Cuento #70: Una piedra en el zapato



El malestar en el zapato no se hizo presente hasta que ya había avanzado unos cuantos metros de casa. Concentró todos sus esfuerzos en hacer como que nada ocurría, que podía seguir caminando con la piedra en el zapato hasta subirse a la primera micro o colectivo que pasara, pero la cosa se iba volviendo más y más difícil a cada paso. Por lo mismo no pudo esperar a llegar a una esquina y acuclillarse para quitarse la zapatilla en cuestión (la izquierda) y revisarla; la sacudió hasta ver caer en la parte del talón un montón de arenilla y pequeñas motas de polvo que esparció por el suelo. Entonces volvió a ponérsela para continuar con sus pasos. Todo continuó bien hasta que unos cuantos metros antes del paradero volvió a sentirla molestándole. Como venía un colectivo con un par de asientos vacíos y él estaba atrasado, decidió subirse cuanto antes y dejar el asunto para después; no era que se fuera a sacar la zapatilla delante de los demás pasajeros y quedar como todo un mal educado frente a ellos.
Fue por eso que cuando dio el primer paso fuera del vehículo, sintió con aún más dolor la punzada de la piedra tras no haberse acordado de ella por más de veinte minutos. Ahogó un insulto y caminó hasta poder sentarse en una pequeña escalinata de la entrada de un colegio a esa hora vacía. Repitió la misma operación que antes de subirse al colectivo y esta vez ni siquiera encontró arenilla ni algo de polvo. Metió su mano dentro, consciente que cada segundo que trascurría lo hacía estar cada vez más atrasado para llegar a clases, e inspeccionó atentamente cada rincón suyo, encontrando nada en lo absoluto. Urgido, sólo lanzó un ¡mierda! al aire y se las puso de nuevo, abrochándoselas a medias.
            Pero ahí estaba de nuevo el maldito malestar, la piedra incrustada en su planta, en su carne; la podía sentir con su delgado pero filudo reborde haciendo mella en su piel a cada paso que daba, a cada palmo que avanzaba.

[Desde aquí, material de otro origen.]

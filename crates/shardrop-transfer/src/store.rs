//! Manifest persistence keyed by retrieval code.
//!
//! Two backends are available:
//!   - **JSON file**: re-read before every operation and flushed atomically
//!     via temp+rename after every mutation, so the CLI and the daemon see
//!     each other's writes. Two processes mutating in the same instant can
//!     still lose one update; only the in-process lock is exclusive.
//!   - **Memory**: same semantics, nothing on disk.
//!
//! Uniqueness of retrieval codes is enforced inside `insert_if_absent`, under
//! the store's lock. Callers never check-then-insert.

use shardrop_core::{RetrievalCode, ShardropError, ShardropResult};
use std::collections::HashMap;
use std::future::Future;
use std::path::{Path, PathBuf};
use std::sync::Arc;
use tokio::sync::Mutex;

use crate::manifest::FileManifest;

/// Document store of manifests.
pub trait ManifestStore: Send + Sync {
    /// Insert unless a record with the same code exists (expired or not).
    /// `Ok(false)` means the code is taken and the caller should re-roll.
    fn insert_if_absent(
        &self,
        manifest: &FileManifest,
    ) -> impl Future<Output = ShardropResult<bool>> + Send;

    /// Raw lookup; expiry is the caller's concern.
    fn find_by_code(
        &self,
        code: &RetrievalCode,
    ) -> impl Future<Output = ShardropResult<Option<FileManifest>>> + Send;

    /// `Ok(false)` if there was nothing to delete.
    fn delete_by_code(
        &self,
        code: &RetrievalCode,
    ) -> impl Future<Output = ShardropResult<bool>> + Send;

    /// Every manifest with `expires_at <= now`.
    fn find_expired(&self, now: u64)
        -> impl Future<Output = ShardropResult<Vec<FileManifest>>> + Send;

    /// Number of stored manifests, live or expired
    fn count(&self) -> impl Future<Output = ShardropResult<usize>> + Send;
}

impl<T: ManifestStore> ManifestStore for Arc<T> {
    async fn insert_if_absent(&self, manifest: &FileManifest) -> ShardropResult<bool> {
        (**self).insert_if_absent(manifest).await
    }

    async fn find_by_code(&self, code: &RetrievalCode) -> ShardropResult<Option<FileManifest>> {
        (**self).find_by_code(code).await
    }

    async fn delete_by_code(&self, code: &RetrievalCode) -> ShardropResult<bool> {
        (**self).delete_by_code(code).await
    }

    async fn find_expired(&self, now: u64) -> ShardropResult<Vec<FileManifest>> {
        (**self).find_expired(now).await
    }

    async fn count(&self) -> ShardropResult<usize> {
        (**self).count().await
    }
}

fn expired_in(entries: &HashMap<String, FileManifest>, now: u64) -> Vec<FileManifest> {
    let mut expired: Vec<FileManifest> = entries
        .values()
        .filter(|m| m.is_expired(now))
        .cloned()
        .collect();
    expired.sort_by_key(|m| m.expires_at);
    expired
}

/// In-memory manifest store
#[derive(Default)]
pub struct MemoryManifestStore {
    entries: Mutex<HashMap<String, FileManifest>>,
}

impl MemoryManifestStore {
    pub fn new() -> Self {
        Self::default()
    }
}

impl ManifestStore for MemoryManifestStore {
    async fn insert_if_absent(&self, manifest: &FileManifest) -> ShardropResult<bool> {
        let mut entries = self.entries.lock().await;
        let code = manifest.retrieval_code.as_str();
        if entries.contains_key(code) {
            return Ok(false);
        }
        entries.insert(code.to_string(), manifest.clone());
        Ok(true)
    }

    async fn find_by_code(&self, code: &RetrievalCode) -> ShardropResult<Option<FileManifest>> {
        Ok(self.entries.lock().await.get(code.as_str()).cloned())
    }

    async fn delete_by_code(&self, code: &RetrievalCode) -> ShardropResult<bool> {
        Ok(self.entries.lock().await.remove(code.as_str()).is_some())
    }

    async fn find_expired(&self, now: u64) -> ShardropResult<Vec<FileManifest>> {
        Ok(expired_in(&*self.entries.lock().await, now))
    }

    async fn count(&self) -> ShardropResult<usize> {
        Ok(self.entries.lock().await.len())
    }
}

fn parse(path: &Path, bytes: &[u8]) -> ShardropResult<HashMap<String, FileManifest>> {
    serde_json::from_slice(bytes)
        .map_err(|e| ShardropError::Persistence(format!("parsing {}: {e}", path.display())))
}

/// Manifest store persisted to one JSON document
pub struct JsonManifestStore {
    /// Path to the JSON database on disk
    path: PathBuf,
    /// In-memory map: retrieval code → manifest
    entries: Mutex<HashMap<String, FileManifest>>,
}

impl JsonManifestStore {
    /// Load or create a store at the given path.
    /// If the file doesn't exist, starts empty.
    pub async fn open(path: &Path) -> ShardropResult<Self> {
        let entries = match tokio::fs::read(path).await {
            Ok(bytes) => parse(path, &bytes)?,
            Err(e) if e.kind() == std::io::ErrorKind::NotFound => HashMap::new(),
            Err(e) => {
                return Err(ShardropError::Persistence(format!(
                    "reading {}: {e}",
                    path.display()
                )))
            }
        };

        tracing::debug!(path = %path.display(), manifests = entries.len(), "manifest store opened");

        Ok(Self {
            path: path.to_path_buf(),
            entries: Mutex::new(entries),
        })
    }

    /// Pick up writes made by other processes. A missing file means every
    /// record was removed. Any other read failure fails the operation; the
    /// cached map is never served or flushed in its place.
    async fn refresh(&self, entries: &mut HashMap<String, FileManifest>) -> ShardropResult<()> {
        match tokio::fs::read(&self.path).await {
            Ok(bytes) => *entries = parse(&self.path, &bytes)?,
            Err(e) if e.kind() == std::io::ErrorKind::NotFound => entries.clear(),
            Err(e) => {
                return Err(ShardropError::Persistence(format!(
                    "reading {}: {e}",
                    self.path.display()
                )))
            }
        }
        Ok(())
    }

    pub fn path(&self) -> &Path {
        &self.path
    }

    /// Atomic write: temp file, then rename over the database.
    async fn flush(&self, entries: &HashMap<String, FileManifest>) -> ShardropResult<()> {
        let persist = |what: &str, p: &Path, e: std::io::Error| {
            ShardropError::Persistence(format!("{what} {}: {e}", p.display()))
        };

        if let Some(parent) = self.path.parent() {
            if !parent.as_os_str().is_empty() {
                tokio::fs::create_dir_all(parent)
                    .await
                    .map_err(|e| persist("creating", parent, e))?;
            }
        }

        let json = serde_json::to_vec_pretty(entries)
            .map_err(|e| ShardropError::Persistence(format!("serializing manifests: {e}")))?;

        let tmp = self
            .path
            .with_extension(format!("tmp.{}", std::process::id()));
        tokio::fs::write(&tmp, &json)
            .await
            .map_err(|e| persist("writing", &tmp, e))?;
        tokio::fs::rename(&tmp, &self.path)
            .await
            .map_err(|e| persist("renaming to", &self.path, e))?;
        Ok(())
    }
}

impl ManifestStore for JsonManifestStore {
    async fn insert_if_absent(&self, manifest: &FileManifest) -> ShardropResult<bool> {
        let mut entries = self.entries.lock().await;
        self.refresh(&mut entries).await?;
        let code = manifest.retrieval_code.as_str().to_string();
        if entries.contains_key(&code) {
            return Ok(false);
        }

        entries.insert(code.clone(), manifest.clone());
        if let Err(e) = self.flush(&entries).await {
            entries.remove(&code);
            return Err(e);
        }
        Ok(true)
    }

    async fn find_by_code(&self, code: &RetrievalCode) -> ShardropResult<Option<FileManifest>> {
        let mut entries = self.entries.lock().await;
        self.refresh(&mut entries).await?;
        Ok(entries.get(code.as_str()).cloned())
    }

    async fn delete_by_code(&self, code: &RetrievalCode) -> ShardropResult<bool> {
        let mut entries = self.entries.lock().await;
        self.refresh(&mut entries).await?;
        let Some(removed) = entries.remove(code.as_str()) else {
            return Ok(false);
        };
        if let Err(e) = self.flush(&entries).await {
            entries.insert(code.as_str().to_string(), removed);
            return Err(e);
        }
        Ok(true)
    }

    async fn find_expired(&self, now: u64) -> ShardropResult<Vec<FileManifest>> {
        let mut entries = self.entries.lock().await;
        self.refresh(&mut entries).await?;
        Ok(expired_in(&entries, now))
    }

    async fn count(&self) -> ShardropResult<usize> {
        let mut entries = self.entries.lock().await;
        self.refresh(&mut entries).await?;
        Ok(entries.len())
    }
}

            Cuando se encontró con un semáforo en rojo, se apoyó en él y se sacó la zapatilla por tercera vez, creyendo que el problema podía estar no en ella, sino que en el calcetín que llevaba puesto; se lo quitó, lo dejó del lado vuelto y lo examinó detenidamente. Alcanzó a acomodarse la zapatilla justo antes que la luz cambiara a verde.
Mas el problema continuó como en un principio.  
            Entonces comenzó a golpear su pie contra el suelo, sintiendo un creciente acceso de rabia que no le dejó tranquilo; golpeó queriendo deshacerse de la muy maldita como fuera lugar, apretando los dientes, recibiendo dolor a punzadas mientras algunas personas que transitaban cerca lo quedaban mirando como si estuviera loco.
            Nada importaba.
            Hasta que la piedra, como si fuera la cosa más caprichosa del mundo, dejó de fastidiar de un momento a otro. Así dio un paso, y otro, y otro, y no dolió nada; sonrió con ánimo, aunque supiera que iba a llegar de todas maneras tarde a clases, y avanzó apurando el tranco. No obstante a medida que los metros se fueron acortando, fue sintiendo una progresiva punzada subir por su pierna izquierda, luego por la zona de sus caderas, después por su estómago, y demás órganos vitales, y todo el día ausente en la universidad, y el cuerpo exánime de un joven en plena calle, y nadie nunca supo nada al respecto.